Judge Hamilton Cele delayed a ruling on whether the strike by the Association of Mineworkers and Construction Union would be regarded as “protected,” in a hearing at a labor court in Johannesburg today. When South African strikes have this status, workers can down tools without being fired or disciplined.
“There’s nothing we can do, we have to respect” the court’s decision, AMCU Treasurer Jimmy Gama said in an interview at the court.
The AMCU, which represents 19 percent of the country’s gold-mining employees, had planned to strike at sites where it is the majority union including Harmony Gold Mining Co. (HAR)’s Kusasalethu, Sibanye’s Driefontein and AngloGold’s Mponeng. The union said its walkout at platinum producers including Anglo American Platinum Ltd. (AMS) tomorrow will proceed as planned.

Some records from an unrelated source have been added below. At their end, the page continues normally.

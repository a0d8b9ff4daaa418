//! Benchmarks for stream generation and verification.
//!
//! Run with: cargo bench -p rotcheck-core

use criterion::{criterion_group, criterion_main, BenchmarkId, Criterion, Throughput};
use rotcheck_core::verifier::{compare_chunk, MismatchLog, VerifyConfig};
use rotcheck_core::{Generator, Verifier};
use std::hint::black_box;
use std::io::Cursor;

/// Produce `size` bytes of the test stream
fn stream(size: usize) -> Vec<u8> {
    let mut data = vec![0u8; size];
    Generator::new().fill(&mut data).unwrap();
    data
}

/// Benchmark raw generator throughput for different chunk sizes
fn bench_generator(c: &mut Criterion) {
    let mut group = c.benchmark_group("generate");

    let sizes = [
        (4 * 1024, "4KB"),
        (64 * 1024, "64KB"),
        (1024 * 1024, "1MB"),
    ];

    for (size, size_name) in sizes {
        group.throughput(Throughput::Bytes(size as u64));
        group.bench_function(BenchmarkId::from_parameter(size_name), |b| {
            let mut generator = Generator::new();
            let mut buf = vec![0u8; size];
            b.iter(|| generator.fill(black_box(&mut buf)).unwrap());
        });
    }

    group.finish();
}

/// Benchmark chunk comparison on clean and dirty data
fn bench_compare(c: &mut Criterion) {
    let mut group = c.benchmark_group("compare");

    let size = 1024 * 1024;
    let expected = stream(size);
    let mut dirty = expected.clone();
    dirty[size / 2] ^= 0x01;

    group.throughput(Throughput::Bytes(size as u64));

    group.bench_function("clean", |b| {
        b.iter(|| {
            let mut log = MismatchLog::new();
            compare_chunk(black_box(&expected), black_box(&expected), 0, &mut log);
            log.count()
        });
    });

    group.bench_function("one_flip", |b| {
        b.iter(|| {
            let mut log = MismatchLog::new();
            compare_chunk(black_box(&expected), black_box(&dirty), 0, &mut log);
            log.count()
        });
    });

    group.finish();
}

/// Benchmark a full verification pass with different chunk sizes
fn bench_verify_chunk_sizes(c: &mut Criterion) {
    let mut group = c.benchmark_group("verify_chunk_size");

    let data_size = 16 * 1024 * 1024;
    let data = stream(data_size);

    let chunk_sizes = [
        (4 * 1024, "4KB"),
        (64 * 1024, "64KB"),
        (1024 * 1024, "1MB"),
        (4 * 1024 * 1024, "4MB"),
    ];

    group.throughput(Throughput::Bytes(data_size as u64));

    for (chunk_size, chunk_name) in chunk_sizes {
        group.bench_with_input(
            BenchmarkId::from_parameter(chunk_name),
            &chunk_size,
            |b, &chunk_size| {
                b.iter(|| {
                    let mut cursor = Cursor::new(&data);
                    let config = VerifyConfig::new().chunk_size(chunk_size);
                    let mut verifier = Verifier::with_config(config);
                    verifier
                        .verify(black_box(&mut cursor), data_size as u64)
                        .unwrap()
                });
            },
        );
    }

    group.finish();
}

criterion_group! {
    name = benches;
    config = Criterion::default().sample_size(50);
    targets = bench_generator, bench_compare, bench_verify_chunk_sizes
}
criterion_main!(benches);
//! Progress bar utilities for the CLI

use anyhow::Result;
use humansize::{format_size, DECIMAL};
use indicatif::{ProgressBar, ProgressStyle};
use rotcheck_core::{VerificationProgress, WriteProgress};

/// Create a progress bar for one phase of a run
///
/// `total` may be zero when the final size is not known yet (fill mode before the
/// first free-space estimate); the bar grows when progress reports a total.
pub fn create_progress_bar(total: u64, operation: &str, silent: bool) -> Result<ProgressBar> {
    if silent {
        return Ok(ProgressBar::hidden());
    }

    let pb = ProgressBar::new(total);
    pb.set_style(
        ProgressStyle::default_bar()
            .template(&format!(
                "  {{spinner:.green}} {} [{{bar:40.cyan/blue}}] {{bytes}}/{{total_bytes}} {{msg}}",
                operation
            ))?
            .progress_chars("█▓░"),
    );

    Ok(pb)
}

/// Mirror a write progress report onto `pb`
pub fn update_write(pb: &ProgressBar, progress: &WriteProgress) {
    if pb.length() != Some(progress.total_bytes) {
        pb.set_length(progress.total_bytes);
    }
    pb.set_position(progress.bytes_written);
    pb.set_message(format!(
        "{}, ETA: {}",
        progress.speed_display(),
        progress.eta_display()
    ));
}

/// Mirror a verify progress report onto `pb`
pub fn update_verify(pb: &ProgressBar, progress: &VerificationProgress) {
    pb.set_length(progress.total_bytes);
    pb.set_position(progress.bytes_verified);
    pb.set_message(verify_message(progress));
}

fn verify_message(progress: &VerificationProgress) -> String {
    if progress.mismatches == 0 {
        format!(
            "{}, ETA: {}",
            progress.speed_display(),
            progress.eta_display()
        )
    } else {
        format!(
            "{}, ETA: {}, {} mismatched",
            progress.speed_display(),
            progress.eta_display(),
            progress.mismatches
        )
    }
}

/// Decimal human-readable size ("1.50 GB")
pub fn human_size(bytes: u64) -> String {
    format_size(bytes, DECIMAL)
}

#[cfg(test)]
mod tests {
    use super::*;
    use std::time::Duration;

    fn verify_progress(mismatches: u64) -> VerificationProgress {
        VerificationProgress {
            bytes_verified: 500,
            total_bytes: 1000,
            mismatches,
            speed_bps: 1_000_000,
            eta_seconds: Some(3),
            elapsed: Duration::from_secs(1),
        }
    }

    #[test]
    fn test_hidden_when_silent() {
        let pb = create_progress_bar(100, "Writing", true).unwrap();
        assert!(pb.is_hidden());
    }

    #[test]
    fn test_update_write_grows_length() {
        let pb = create_progress_bar(0, "Writing", false).unwrap();
        let progress = WriteProgress {
            bytes_written: 4096,
            total_bytes: 1_000_000,
            speed_bps: 0,
            eta_seconds: None,
            elapsed: Duration::ZERO,
        };
        update_write(&pb, &progress);
        assert_eq!(pb.length(), Some(1_000_000));
        assert_eq!(pb.position(), 4096);
    }

    #[test]
    fn test_update_verify_position() {
        let pb = create_progress_bar(0, "Verifying", false).unwrap();
        update_verify(&pb, &verify_progress(0));
        assert_eq!(pb.length(), Some(1000));
        assert_eq!(pb.position(), 500);
    }

    #[test]
    fn test_verify_message_mentions_mismatches() {
        assert!(!verify_message(&verify_progress(0)).contains("mismatched"));
        assert!(verify_message(&verify_progress(7)).contains("7 mismatched"));
    }

    #[test]
    fn test_human_size() {
        assert_eq!(human_size(0), "0 B");
        assert_eq!(human_size(1_234_000_000), "1.23 GB");
    }
}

The AMCU will abide by whatever the court decides on Jan. 30, President Joseph Mathunjwa said in an interview after the court hearing today. “If the judge rules against, we will abide,” he said. “You can’t let your workers go unprotected.”
The court delay is a partial setback for the AMCU, which had planned to stage concurrent strikes across the gold and platinum companies in a bid to force through the monthly wage of 12,500 rand ($1,150) it seeks for entry-level workers in both industries. The demand by the AMCU is more than double the current starting salary at both platinum and gold mines.
“We have to make AMCU understand that it’s not advisable for them to go on this course of action,” AngloGold Chairman Tito Mboweni said today in an interview with Bloomberg TV Africa in Davos, Switzerland. “We cannot afford this at this stage.”
A two-day strike in September by the National Union of Mineworkers, which represents two-thirds of the industry’s 107,000 gold miners, cost companies mining the metal as much as 349 million rand a day in sales, according to the Chamber of Mines.
The judge’s decision means it will be “business as usual” at the gold mines until Jan. 30, Elize Strydom, chief negotiator at the country’s Chamber of Mines, said at the court.